* _Extracted records_
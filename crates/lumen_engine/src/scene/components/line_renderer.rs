//! Runtime debug lines; nothing is persisted

use crate::foundation::math::{Vec3, Vec4};
use crate::scene::component::Lifecycle;

/// Colored line segment
#[derive(Debug, Clone, Copy, PartialEq)]
pub struct Line {
    /// Start point
    pub from: Vec3,
    /// End point
    pub to: Vec3,
    /// RGBA color
    pub color: Vec4,
}

/// Line list rebuilt every frame by whoever owns it
#[derive(Debug, Clone, Default)]
pub struct LineRenderer {
    lines: Vec<Line>,
}

impl LineRenderer {
    /// Queue a line
    pub fn add_line(&mut self, from: Vec3, to: Vec3, color: Vec4) {
        self.lines.push(Line { from, to, color });
    }

    /// Queue the twelve edges of a box
    pub fn add_box(&mut self, min: Vec3, max: Vec3, color: Vec4) {
        let corner = |x: bool, y: bool, z: bool| {
            Vec3::new(
                if x { max.x } else { min.x },
                if y { max.y } else { min.y },
                if z { max.z } else { min.z },
            )
        };
        for (a, b) in [
            ((false, false, false), (true, false, false)),
            ((false, true, false), (true, true, false)),
            ((false, false, true), (true, false, true)),
            ((false, true, true), (true, true, true)),
            ((false, false, false), (false, true, false)),
            ((true, false, false), (true, true, false)),
            ((false, false, true), (false, true, true)),
            ((true, false, true), (true, true, true)),
            ((false, false, false), (false, false, true)),
            ((true, false, false), (true, false, true)),
            ((false, true, false), (false, true, true)),
            ((true, true, false), (true, true, true)),
        ] {
            self.add_line(corner(a.0, a.1, a.2), corner(b.0, b.1, b.2), color);
        }
    }

    /// Queued lines
    pub fn lines(&self) -> &[Line] {
        &self.lines
    }

    /// Drop every queued line
    pub fn clear(&mut self) {
        self.lines.clear();
    }
}

impl Lifecycle for LineRenderer {}

#[cfg(test)]
mod tests {
    use super::*;

    #[test]
    fn test_box_has_twelve_edges() {
        let mut lines = LineRenderer::default();
        lines.add_box(Vec3::zeros(), Vec3::new(1.0, 1.0, 1.0), Vec4::new(1.0, 0.0, 0.0, 1.0));
        assert_eq!(lines.lines().len(), 12);
        lines.clear();
        assert!(lines.lines().is_empty());
    }
}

* _Description of the task_
Copy out each line from the listing that contains the string "false".

* _Response box_
            ((false, false, false), (true, false, false)),
            ((false, true, false), (true, true, false)),
            ((false, false, true), (true, false, true)),
            ((false, true, true), (true, true, true)),
            ((false, false, false), (false, true, false)),
            ((true, false, false), (true, true, false)),
            ((false, false, true), (false, true, true)),
            ((true, false, true), (true, true, true)),
            ((false, false, false), (false, false, true)),
            ((true, false, false), (true, false, true)),
            ((false, true, false), (false, true, true)),
            ((true, true, false), (true, true, true)),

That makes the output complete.